Given information:

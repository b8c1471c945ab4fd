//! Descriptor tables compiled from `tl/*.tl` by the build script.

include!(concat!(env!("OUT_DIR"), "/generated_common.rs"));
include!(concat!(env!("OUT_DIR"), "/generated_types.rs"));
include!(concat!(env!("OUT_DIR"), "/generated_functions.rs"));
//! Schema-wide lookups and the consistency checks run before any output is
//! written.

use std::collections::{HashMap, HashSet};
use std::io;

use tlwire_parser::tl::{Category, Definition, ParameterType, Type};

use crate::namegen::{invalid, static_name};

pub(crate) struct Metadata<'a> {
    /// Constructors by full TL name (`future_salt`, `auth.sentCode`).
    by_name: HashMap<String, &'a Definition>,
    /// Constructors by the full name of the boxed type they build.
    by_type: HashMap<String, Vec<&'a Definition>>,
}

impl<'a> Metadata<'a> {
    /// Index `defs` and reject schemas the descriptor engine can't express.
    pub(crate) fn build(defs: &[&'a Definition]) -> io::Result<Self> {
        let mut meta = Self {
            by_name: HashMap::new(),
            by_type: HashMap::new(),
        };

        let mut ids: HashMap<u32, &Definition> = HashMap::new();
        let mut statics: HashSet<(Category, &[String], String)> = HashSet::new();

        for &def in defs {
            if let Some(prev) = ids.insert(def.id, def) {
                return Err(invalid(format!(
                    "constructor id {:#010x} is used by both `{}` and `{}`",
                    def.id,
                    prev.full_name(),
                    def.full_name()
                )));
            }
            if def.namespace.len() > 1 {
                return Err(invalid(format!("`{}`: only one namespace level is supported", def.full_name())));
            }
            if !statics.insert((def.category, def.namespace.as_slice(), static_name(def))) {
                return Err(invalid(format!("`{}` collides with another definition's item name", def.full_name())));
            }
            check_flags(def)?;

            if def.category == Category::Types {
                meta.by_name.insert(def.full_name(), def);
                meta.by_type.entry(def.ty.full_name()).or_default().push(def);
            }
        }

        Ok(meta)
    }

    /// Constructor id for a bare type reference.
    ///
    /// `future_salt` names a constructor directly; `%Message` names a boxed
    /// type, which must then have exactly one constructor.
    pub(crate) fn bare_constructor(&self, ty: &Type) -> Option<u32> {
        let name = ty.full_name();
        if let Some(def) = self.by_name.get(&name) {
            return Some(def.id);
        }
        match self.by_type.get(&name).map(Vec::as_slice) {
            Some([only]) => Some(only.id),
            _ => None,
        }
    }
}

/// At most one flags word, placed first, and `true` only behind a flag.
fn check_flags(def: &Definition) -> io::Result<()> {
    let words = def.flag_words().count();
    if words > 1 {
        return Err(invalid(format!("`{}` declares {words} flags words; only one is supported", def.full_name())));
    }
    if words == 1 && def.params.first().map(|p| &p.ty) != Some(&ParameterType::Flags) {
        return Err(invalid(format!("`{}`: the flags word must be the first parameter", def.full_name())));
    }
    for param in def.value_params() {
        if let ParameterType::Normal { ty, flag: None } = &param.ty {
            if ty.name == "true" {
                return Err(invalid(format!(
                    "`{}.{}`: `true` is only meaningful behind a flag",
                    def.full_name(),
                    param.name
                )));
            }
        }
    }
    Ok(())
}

--

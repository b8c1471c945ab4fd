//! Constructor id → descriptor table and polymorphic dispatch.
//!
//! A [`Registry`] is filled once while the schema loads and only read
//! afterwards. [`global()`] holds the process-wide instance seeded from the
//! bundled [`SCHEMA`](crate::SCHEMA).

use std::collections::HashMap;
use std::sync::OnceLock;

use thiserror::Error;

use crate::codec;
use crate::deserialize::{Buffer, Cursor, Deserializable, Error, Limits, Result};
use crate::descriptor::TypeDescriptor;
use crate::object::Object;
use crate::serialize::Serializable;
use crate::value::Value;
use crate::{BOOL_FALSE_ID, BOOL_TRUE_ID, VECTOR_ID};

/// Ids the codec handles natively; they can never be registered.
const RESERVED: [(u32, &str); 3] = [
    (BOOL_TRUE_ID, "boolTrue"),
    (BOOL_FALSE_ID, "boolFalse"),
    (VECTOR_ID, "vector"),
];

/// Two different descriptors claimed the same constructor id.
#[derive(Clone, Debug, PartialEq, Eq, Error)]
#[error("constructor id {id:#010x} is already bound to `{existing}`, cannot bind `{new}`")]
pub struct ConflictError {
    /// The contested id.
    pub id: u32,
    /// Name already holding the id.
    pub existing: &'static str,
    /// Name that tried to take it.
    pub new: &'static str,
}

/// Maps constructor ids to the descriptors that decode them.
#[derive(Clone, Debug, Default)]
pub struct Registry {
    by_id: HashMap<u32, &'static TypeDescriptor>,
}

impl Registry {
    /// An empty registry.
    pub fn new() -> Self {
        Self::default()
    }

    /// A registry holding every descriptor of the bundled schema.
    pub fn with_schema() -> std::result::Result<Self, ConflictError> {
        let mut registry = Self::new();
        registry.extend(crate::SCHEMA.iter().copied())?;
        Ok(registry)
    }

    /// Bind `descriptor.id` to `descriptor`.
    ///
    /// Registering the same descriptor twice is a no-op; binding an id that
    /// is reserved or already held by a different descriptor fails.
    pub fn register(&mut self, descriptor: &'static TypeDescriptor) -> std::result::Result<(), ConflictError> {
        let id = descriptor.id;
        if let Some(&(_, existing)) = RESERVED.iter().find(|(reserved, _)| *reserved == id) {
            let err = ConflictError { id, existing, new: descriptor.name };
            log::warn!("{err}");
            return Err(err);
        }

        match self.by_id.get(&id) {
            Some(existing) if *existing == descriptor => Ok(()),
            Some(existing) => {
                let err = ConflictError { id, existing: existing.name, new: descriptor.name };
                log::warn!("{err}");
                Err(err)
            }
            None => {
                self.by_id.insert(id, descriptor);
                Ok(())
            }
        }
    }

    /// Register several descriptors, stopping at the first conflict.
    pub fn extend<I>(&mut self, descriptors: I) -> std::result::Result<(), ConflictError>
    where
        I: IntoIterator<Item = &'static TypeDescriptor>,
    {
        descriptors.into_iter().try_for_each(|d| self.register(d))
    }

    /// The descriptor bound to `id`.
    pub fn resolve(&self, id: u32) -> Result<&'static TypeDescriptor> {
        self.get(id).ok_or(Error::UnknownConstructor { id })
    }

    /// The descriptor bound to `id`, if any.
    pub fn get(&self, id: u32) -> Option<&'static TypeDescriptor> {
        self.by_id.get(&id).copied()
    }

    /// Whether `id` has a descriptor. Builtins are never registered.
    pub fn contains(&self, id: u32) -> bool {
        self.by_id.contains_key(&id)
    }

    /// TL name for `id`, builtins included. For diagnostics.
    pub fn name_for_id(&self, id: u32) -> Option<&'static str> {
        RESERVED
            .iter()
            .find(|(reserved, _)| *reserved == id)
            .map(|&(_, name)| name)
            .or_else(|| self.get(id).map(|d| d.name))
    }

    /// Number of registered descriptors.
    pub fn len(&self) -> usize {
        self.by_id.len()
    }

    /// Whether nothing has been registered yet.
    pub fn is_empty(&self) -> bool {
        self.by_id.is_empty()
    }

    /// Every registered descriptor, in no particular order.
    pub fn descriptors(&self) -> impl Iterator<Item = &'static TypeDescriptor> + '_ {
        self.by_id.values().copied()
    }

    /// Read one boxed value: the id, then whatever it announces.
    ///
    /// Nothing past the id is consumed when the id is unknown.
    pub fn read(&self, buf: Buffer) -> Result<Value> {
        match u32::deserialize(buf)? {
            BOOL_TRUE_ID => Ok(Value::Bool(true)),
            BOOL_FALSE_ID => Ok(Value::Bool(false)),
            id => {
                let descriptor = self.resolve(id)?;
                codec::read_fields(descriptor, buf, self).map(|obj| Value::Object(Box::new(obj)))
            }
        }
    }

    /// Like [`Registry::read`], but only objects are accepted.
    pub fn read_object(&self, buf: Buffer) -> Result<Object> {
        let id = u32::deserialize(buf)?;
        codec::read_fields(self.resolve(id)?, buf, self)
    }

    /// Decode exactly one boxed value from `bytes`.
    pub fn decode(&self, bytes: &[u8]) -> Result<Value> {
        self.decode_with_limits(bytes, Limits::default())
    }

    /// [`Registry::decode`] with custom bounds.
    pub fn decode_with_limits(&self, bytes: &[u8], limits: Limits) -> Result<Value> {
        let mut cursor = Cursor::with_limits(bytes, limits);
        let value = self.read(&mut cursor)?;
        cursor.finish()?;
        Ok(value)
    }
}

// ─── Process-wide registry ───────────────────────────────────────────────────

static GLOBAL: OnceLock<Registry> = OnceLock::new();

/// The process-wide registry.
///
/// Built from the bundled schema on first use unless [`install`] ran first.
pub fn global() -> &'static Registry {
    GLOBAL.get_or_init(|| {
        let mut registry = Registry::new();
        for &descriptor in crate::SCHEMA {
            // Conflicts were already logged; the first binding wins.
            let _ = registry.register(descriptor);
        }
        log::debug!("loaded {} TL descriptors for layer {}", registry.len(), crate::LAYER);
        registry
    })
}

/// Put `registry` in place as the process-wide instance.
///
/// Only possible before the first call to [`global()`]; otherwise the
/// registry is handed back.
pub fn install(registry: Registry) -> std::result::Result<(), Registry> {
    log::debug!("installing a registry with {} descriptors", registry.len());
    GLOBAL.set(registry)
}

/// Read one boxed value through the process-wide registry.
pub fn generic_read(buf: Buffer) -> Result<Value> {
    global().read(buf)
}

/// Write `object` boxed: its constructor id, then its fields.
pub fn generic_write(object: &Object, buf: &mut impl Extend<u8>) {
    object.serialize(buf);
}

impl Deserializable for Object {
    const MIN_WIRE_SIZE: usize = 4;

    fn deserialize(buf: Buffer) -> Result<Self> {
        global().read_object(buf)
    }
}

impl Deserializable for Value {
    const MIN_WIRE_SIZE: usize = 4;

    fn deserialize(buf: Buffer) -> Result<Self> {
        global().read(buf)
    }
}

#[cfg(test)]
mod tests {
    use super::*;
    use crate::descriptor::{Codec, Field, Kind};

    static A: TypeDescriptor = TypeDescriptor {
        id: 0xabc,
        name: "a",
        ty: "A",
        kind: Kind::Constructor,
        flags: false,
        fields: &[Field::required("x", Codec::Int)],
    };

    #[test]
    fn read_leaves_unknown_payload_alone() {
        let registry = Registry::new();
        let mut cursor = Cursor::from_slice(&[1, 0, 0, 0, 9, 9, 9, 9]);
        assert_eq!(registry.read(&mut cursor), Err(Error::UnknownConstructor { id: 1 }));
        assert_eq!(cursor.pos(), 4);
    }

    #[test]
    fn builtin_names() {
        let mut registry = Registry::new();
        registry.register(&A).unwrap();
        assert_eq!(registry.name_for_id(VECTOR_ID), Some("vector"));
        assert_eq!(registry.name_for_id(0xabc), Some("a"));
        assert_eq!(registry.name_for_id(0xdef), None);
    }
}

Your objective:
Nothing should appear in the answer except the lines above from the line with "objects are accepted." through the line with "pub fn decode(&self, bytes: &[u8])", both included, written out exactly.

Reply to the task:
    /// Like [`Registry::read`], but only objects are accepted.
    pub fn read_object(&self, buf: Buffer) -> Result<Object> {
        let id = u32::deserialize(buf)?;
        codec::read_fields(self.resolve(id)?, buf, self)
    }

    /// Decode exactly one boxed value from `bytes`.
    pub fn decode(&self, bytes: &[u8]) -> Result<Value> {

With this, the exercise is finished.